Recently released data related to the demographic breakdown of Obamacare enrollees from Health and Human Services (HHS), the governmental agency administering the law, shows that approximately 24 percent of those enrolled are under the age of 35.
This proportion of young adults who have signed up falls far short of the 40 percent that the government and outside health policy analysts have estimated is necessary to make the exchanges work well, subsidize older, sicker Americans, and avoid substantial premium hikes next year.

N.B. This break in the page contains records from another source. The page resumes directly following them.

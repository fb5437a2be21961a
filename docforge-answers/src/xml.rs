//! Reader and writer for the XML answer-set dialect.
//!
//! The dialect is small: an `AnswerSet` root, `Answer` children keyed by
//! `name`, and nested `TextValue | NumValue | DateValue | TFValue | MCValue |
//! RptValue` elements with an optional boolean `unans` attribute. The reader
//! is deliberately tolerant: self-closing and explicit-empty elements are
//! identical, `unans="true"` wins over any element text, and a malformed
//! answer is skipped without aborting the rest of the document.

use chrono::NaiveDate;

use crate::answer::Node;
use crate::{Answer, AnswerCollection, Value, ValueKind};

const DATE_READ_FORMAT: &str = "%d/%m/%Y";
const DATE_WRITE_FORMAT: &str = "%-d/%-m/%Y";

/// Error for an answer-set document that cannot be read at all.
///
/// Individual malformed answers are skipped with a warning, not surfaced
/// here.
#[derive(Debug, thiserror::Error)]
pub enum ReadError {
    /// The document is not well-formed at the top level.
    #[error("malformed answer set XML at byte {offset}: {message}")]
    Malformed { offset: usize, message: String },

    /// The root element is not an `AnswerSet`.
    #[error("expected AnswerSet root element, found {found}")]
    UnexpectedRoot { found: String },
}

// ---------------------------------------------------------------------------
// Element tree

#[derive(Debug, Clone, PartialEq)]
enum XmlNode {
    Element(XmlElement),
    Text(String),
}

#[derive(Debug, Clone, PartialEq)]
struct XmlElement {
    name: String,
    attributes: Vec<(String, String)>,
    children: Vec<XmlNode>,
}

impl XmlElement {
    fn attribute(&self, name: &str) -> Option<&str> {
        self.attributes
            .iter()
            .find(|(attribute, _)| attribute == name)
            .map(|(_, value)| value.as_str())
    }

    fn child_elements(&self) -> impl Iterator<Item = &XmlElement> {
        self.children.iter().filter_map(|child| match child {
            XmlNode::Element(element) => Some(element),
            XmlNode::Text(_) => None,
        })
    }

    /// Concatenated text content of this element and its descendants.
    fn text_content(&self) -> String {
        let mut content = String::new();
        for child in &self.children {
            match child {
                XmlNode::Text(text) => content.push_str(text),
                XmlNode::Element(element) => content.push_str(&element.text_content()),
            }
        }
        content
    }
}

ADMINISTRATION COUNTING ON A SPRING SURGE OF YOUNG ENROLLEES
Although Obama Administration officials are characterized repeatedly as upbeat and their narrative consistently includes an expectation that there will be a surge of younger people toward the end of open enrollment March 31, the ACA marketplaces are still far more popular among older consumers. The numbers released by HHS show that more than half of the almost 2.2 million people who bought health insurance on federal and state exchanges in the past three months are older than 45.

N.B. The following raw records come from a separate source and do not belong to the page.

use chrono::NaiveDate;

use crate::AnswerError;

/// Separator between selections in the encoded multiple-choice form.
pub const SELECTION_SEPARATOR: char = '|';

/// The kind of a [`Value`] or of an answer's leaves.
#[derive(Debug, Clone, Copy, PartialEq, Eq, Hash)]
pub enum ValueKind {
    /// Free text.
    Text,

    /// A floating-point number.
    Number,

    /// A calendar date (day precision).
    Date,

    /// A yes/no value.
    TrueFalse,

    /// An ordered list of selected choice names.
    MultipleChoice,

    /// A structural marker for one level of repetition; carries no data.
    Repeat,
}

impl ValueKind {
    /// Get the name of this kind for error messages.
    pub fn name(self) -> &'static str {
        match self {
            Self::Text => "Text",
            Self::Number => "Number",
            Self::Date => "Date",
            Self::TrueFalse => "TrueFalse",
            Self::MultipleChoice => "MultipleChoice",
            Self::Repeat => "Repeat",
        }
    }
}

impl std::fmt::Display for ValueKind {
    fn fmt(&self, f: &mut std::fmt::Formatter<'_>) -> std::fmt::Result {
        f.write_str(self.name())
    }
}

#[derive(Debug, Clone, PartialEq)]
enum Payload {
    Text(Option<String>),
    Number(Option<f64>),
    Date(Option<NaiveDate>),
    TrueFalse(Option<bool>),
    MultipleChoice(Option<Vec<String>>),
    Repeat,
}

impl Payload {
    fn empty(kind: ValueKind) -> Self {
        match kind {
            ValueKind::Text => Self::Text(None),
            ValueKind::Number => Self::Number(None),
            ValueKind::Date => Self::Date(None),
            ValueKind::TrueFalse => Self::TrueFalse(None),
            ValueKind::MultipleChoice => Self::MultipleChoice(None),
            ValueKind::Repeat => Self::Repeat,
        }
    }
}

/// A single typed datum with an answered/unanswered state.
///
/// Every kind has an unanswered form. An unanswered value still knows its
/// kind and whether interview users may modify it (an unanswered value can
/// be locked).
#[derive(Debug, Clone, PartialEq)]
pub struct Value {
    payload: Payload,
    user_modifiable: bool,
}

impl Value {
    /// Create an answered text value. Line breaks are normalized to `\r\n`.
    pub fn text(text: impl Into<String>) -> Self {
        Self {
            payload: Payload::Text(Some(normalize_line_breaks(&text.into()))),
            user_modifiable: true,
        }
    }

    /// Create an answered number value.
    pub fn number(number: f64) -> Self {
        Self {
            payload: Payload::Number(Some(number)),
            user_modifiable: true,
        }
    }

    /// Create an answered date value.
    pub fn date(date: NaiveDate) -> Self {
        Self {
            payload: Payload::Date(Some(date)),
            user_modifiable: true,
        }
    }

    /// Create an answered true/false value.
    pub fn true_false(state: bool) -> Self {
        Self {
            payload: Payload::TrueFalse(Some(state)),
            user_modifiable: true,
        }
    }

    /// Create a multiple-choice value from an ordered selection list.
    ///
    /// An empty list yields an *unanswered* value. To represent an answered
    /// value with zero selections, use [`Value::multiple_choice_encoded`]
    /// with an empty string.
    pub fn multiple_choice<I, S>(selections: I) -> Self
    where
        I: IntoIterator<Item = S>,
        S: Into<String>,
    {
        let selections: Vec<String> = selections.into_iter().map(Into::into).collect();
        let payload = if selections.is_empty() {
            Payload::MultipleChoice(None)
        } else {
            Payload::MultipleChoice(Some(selections))
        };
        Self {
            payload,
            user_modifiable: true,
        }
    }

    /// Create a multiple-choice value from its `|`-separated encoded form.
    ///
    /// An empty string yields an *answered* value with zero selections,
    /// while an empty selection list passed to [`Value::multiple_choice`]
    /// yields an unanswered one.
    pub fn multiple_choice_encoded(encoded: &str) -> Self {
        let selections = if encoded.is_empty() {
            Vec::new()
        } else {
            encoded
                .split(SELECTION_SEPARATOR)
                .map(str::to_string)
                .collect()
        };
        Self {
            payload: Payload::MultipleChoice(Some(selections)),
            user_modifiable: true,
        }
    }

    /// Create an unanswered value of the given kind.
    pub fn unanswered(kind: ValueKind) -> Self {
        Self {
            payload: Payload::empty(kind),
            user_modifiable: true,
        }
    }

    /// Create an unanswered value that interview users may not modify.
    pub fn unanswered_locked(kind: ValueKind) -> Self {
        Self {
            payload: Payload::empty(kind),
            user_modifiable: false,
        }
    }

    /// Set whether interview users may modify this value.
    pub fn with_user_modifiable(mut self, user_modifiable: bool) -> Self {
        self.user_modifiable = user_modifiable;
        self
    }

    /// Get the kind of this value.
    pub fn kind(&self) -> ValueKind {
        match self.payload {
            Payload::Text(_) => ValueKind::Text,
            Payload::Number(_) => ValueKind::Number,
            Payload::Date(_) => ValueKind::Date,
            Payload::TrueFalse(_) => ValueKind::TrueFalse,
            Payload::MultipleChoice(_) => ValueKind::MultipleChoice,
            Payload::Repeat => ValueKind::Repeat,
        }
    }

    /// Whether this value carries an answer. Repeat markers never do.
    pub fn is_answered(&self) -> bool {
        match &self.payload {
            Payload::Text(text) => text.is_some(),
            Payload::Number(number) => number.is_some(),
            Payload::Date(date) => date.is_some(),
            Payload::TrueFalse(state) => state.is_some(),
            Payload::MultipleChoice(selections) => selections.is_some(),
            Payload::Repeat => false,
        }
    }

    /// Whether interview users may modify this value.
    pub fn user_modifiable(&self) -> bool {
        self.user_modifiable
    }

    /// Try to get this value as text.
    pub fn as_text(&self) -> Option<&str> {
        match &self.payload {
            Payload::Text(text) => text.as_deref(),
            _ => None,
        }
    }

    /// Try to get this value as a number.
    pub fn as_number(&self) -> Option<f64> {
        match self.payload {
            Payload::Number(number) => number,
            _ => None,
        }
    }

    /// Try to get this value as a date.
    pub fn as_date(&self) -> Option<NaiveDate> {
        match self.payload {
            Payload::Date(date) => date,
            _ => None,
        }
    }

    /// Try to get this value as a true/false state.
    pub fn as_true_false(&self) -> Option<bool> {
        match self.payload {
            Payload::TrueFalse(state) => state,
            _ => None,
        }
    }

    /// Try to get the ordered selections of a multiple-choice value.
    pub fn selections(&self) -> Option<&[String]> {
        match &self.payload {
            Payload::MultipleChoice(selections) => selections.as_deref(),
            _ => None,
        }
    }

    /// Get the `|`-separated encoded form of a multiple-choice value.
    pub fn selections_encoded(&self) -> Option<String> {
        self.selections()
            .map(|selections| selections.join(&SELECTION_SEPARATOR.to_string()))
    }

    /// Compare two values.
    ///
    /// Comparison is only defined when *both* operands are answered;
    /// comparing any unanswered value, including to itself, is
    /// [`AnswerError::Unanswered`]. Mismatched kinds compare unequal, except
    /// for the text/multiple-choice pairing described on
    /// [`Value::multiple_choice`].
    pub fn try_eq(&self, other: &Value) -> Result<bool, AnswerError> {
        if !self.is_answered() || !other.is_answered() {
            return Err(AnswerError::Unanswered);
        }
        let equal = match (&self.payload, &other.payload) {
            (Payload::Text(Some(a)), Payload::Text(Some(b))) => eq_ignore_case(a, b),
            (Payload::Number(Some(a)), Payload::Number(Some(b))) => a == b,
            (Payload::Date(Some(a)), Payload::Date(Some(b))) => a == b,
            (Payload::TrueFalse(Some(a)), Payload::TrueFalse(Some(b))) => a == b,
            (Payload::MultipleChoice(Some(a)), Payload::MultipleChoice(Some(b))) => {
                selection_sets_equal(a, b)
            }
            (Payload::MultipleChoice(Some(selections)), Payload::Text(Some(text)))
            | (Payload::Text(Some(text)), Payload::MultipleChoice(Some(selections))) => {
                selections.len() == 1 && eq_ignore_case(&selections[0], text)
            }
            _ => false,
        };
        Ok(equal)
    }
}

impl From<&str> for Value {
    fn from(text: &str) -> Self {
        Self::text(text)
    }
}

impl From<String> for Value {
    fn from(text: String) -> Self {
        Self::text(text)
    }
}

impl From<f64> for Value {
    fn from(number: f64) -> Self {
        Self::number(number)
    }
}

impl From<i32> for Value {
    fn from(number: i32) -> Self {
        Self::number(f64::from(number))
    }
}

impl From<bool> for Value {
    fn from(state: bool) -> Self {
        Self::true_false(state)
    }
}

impl From<NaiveDate> for Value {
    fn from(date: NaiveDate) -> Self {
        Self::date(date)
    }
}

impl From<Vec<String>> for Value {
    fn from(selections: Vec<String>) -> Self {
        Self::multiple_choice(selections)
    }
}

fn eq_ignore_case(a: &str, b: &str) -> bool {
    a.to_lowercase() == b.to_lowercase()
}

/// Order-insensitive set comparison; duplicates within either side are ignored.
fn selection_sets_equal(a: &[String], b: &[String]) -> bool {
    a.iter().all(|selection| b.contains(selection))
        && b.iter().all(|selection| a.contains(selection))
}

/// Normalize every line break in `input` to `\r\n`.
///
/// Bare `\n`, bare `\r`, and `\r\n` all become `\r\n`. Applied to text
/// values on construction so equality and serialization never see mixed
/// line endings.
pub fn normalize_line_breaks(input: &str) -> String {
    let mut normalized = String::with_capacity(input.len());
    let mut chars = input.chars().peekable();
    while let Some(c) = chars.next() {
        match c {
            '\r' => {
                if chars.peek() == Some(&'\n') {
                    chars.next();
                }
                normalized.push_str("\r\n");
            }
            '\n' => normalized.push_str("\r\n"),
            other => normalized.push(other),
        }
    }
    normalized
}

#[cfg(test)]
mod tests {
    use super::*;

    #[test]
    fn line_breaks_normalize_to_crlf() {
        assert_eq!(
            normalize_line_breaks("\r\nline 1\nline 2\rline 3\r\nline 4\n\rline 5\r"),
            "\r\nline 1\r\nline 2\r\nline 3\r\nline 4\r\n\r\nline 5\r\n"
        );
    }

    #[test]
    fn text_construction_normalizes() {
        let value = Value::text("one\ntwo\rthree");
        assert_eq!(value.as_text(), Some("one\r\ntwo\r\nthree"));
    }

    #[test]
    fn comparing_unanswered_fails() {
        let unanswered = Value::unanswered(ValueKind::Text);
        let answered = Value::text("a");

        assert!(unanswered.try_eq(&answered).is_err());
        assert!(answered.try_eq(&unanswered).is_err());
        assert!(unanswered.try_eq(&unanswered).is_err());
        assert!(
            Value::unanswered(ValueKind::Number)
                .try_eq(&Value::unanswered(ValueKind::Number))
                .is_err()
        );
    }

    #[test]
    fn text_equality_is_case_insensitive() {
        let a = Value::text("Hello World");
        let b = Value::text("hello world");
        assert!(a.try_eq(&b).unwrap());
    }

    #[test]
    fn empty_selection_list_is_unanswered() {
        let value = Value::multiple_choice(Vec::<String>::new());
        assert!(!value.is_answered());
        assert_eq!(value.kind(), ValueKind::MultipleChoice);
    }

    #[test]
    fn empty_encoded_string_is_answered_with_zero_selections() {
        let value = Value::multiple_choice_encoded("");
        assert!(value.is_answered());
        assert_eq!(value.selections(), Some(&[] as &[String]));
    }

    #[test]
    fn encoded_form_splits_on_separator_preserving_order() {
        let value = Value::multiple_choice_encoded("Red|Green|Blue");
        assert_eq!(
            value.selections().unwrap(),
            ["Red".to_string(), "Green".into(), "Blue".into()]
        );
        assert_eq!(value.selections_encoded().unwrap(), "Red|Green|Blue");
    }

    #[test]
    fn selection_equality_ignores_order_and_duplicates() {
        let a = Value::multiple_choice(["Red", "Blue"]);
        let b = Value::multiple_choice(["Blue", "Red", "Blue"]);
        assert!(a.try_eq(&b).unwrap());

        let c = Value::multiple_choice(["Red"]);
        assert!(!a.try_eq(&c).unwrap());
    }

    #[test]
    fn single_selection_matches_text_case_insensitively() {
        let choice = Value::multiple_choice(["Blue"]);
        let text = Value::text("blue");
        assert!(choice.try_eq(&text).unwrap());
        assert!(text.try_eq(&choice).unwrap());

        let two = Value::multiple_choice(["Blue", "Red"]);
        assert!(!two.try_eq(&text).unwrap());
    }

    #[test]
    fn mismatched_kinds_compare_unequal() {
        let number = Value::number(1.0);
        let state = Value::true_false(true);
        assert!(!number.try_eq(&state).unwrap());
    }

    #[test]
    fn unanswered_can_be_locked() {
        assert!(Value::unanswered(ValueKind::Date).user_modifiable());
        assert!(!Value::unanswered_locked(ValueKind::Date).user_modifiable());
    }
}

7 MILLION ENROLLEES BY MARCH 31 UNREALISTIC
Having fallen more than a million short of the administration’s target 3.3 million overall enrollees by January 1, to hit the 7 million enrollees, of which 40 percent are under 35, that the administration had hoped for by March 31 is a monumental challenge for a law that has had such a troubled implementation and is so unpopular with a majority of the American people.
If the demographic mix targets are not met, there is a possibility that President Obama will consider an insurer bale-out in an attempt to avoid the political and economic fallout of substantial premium increases.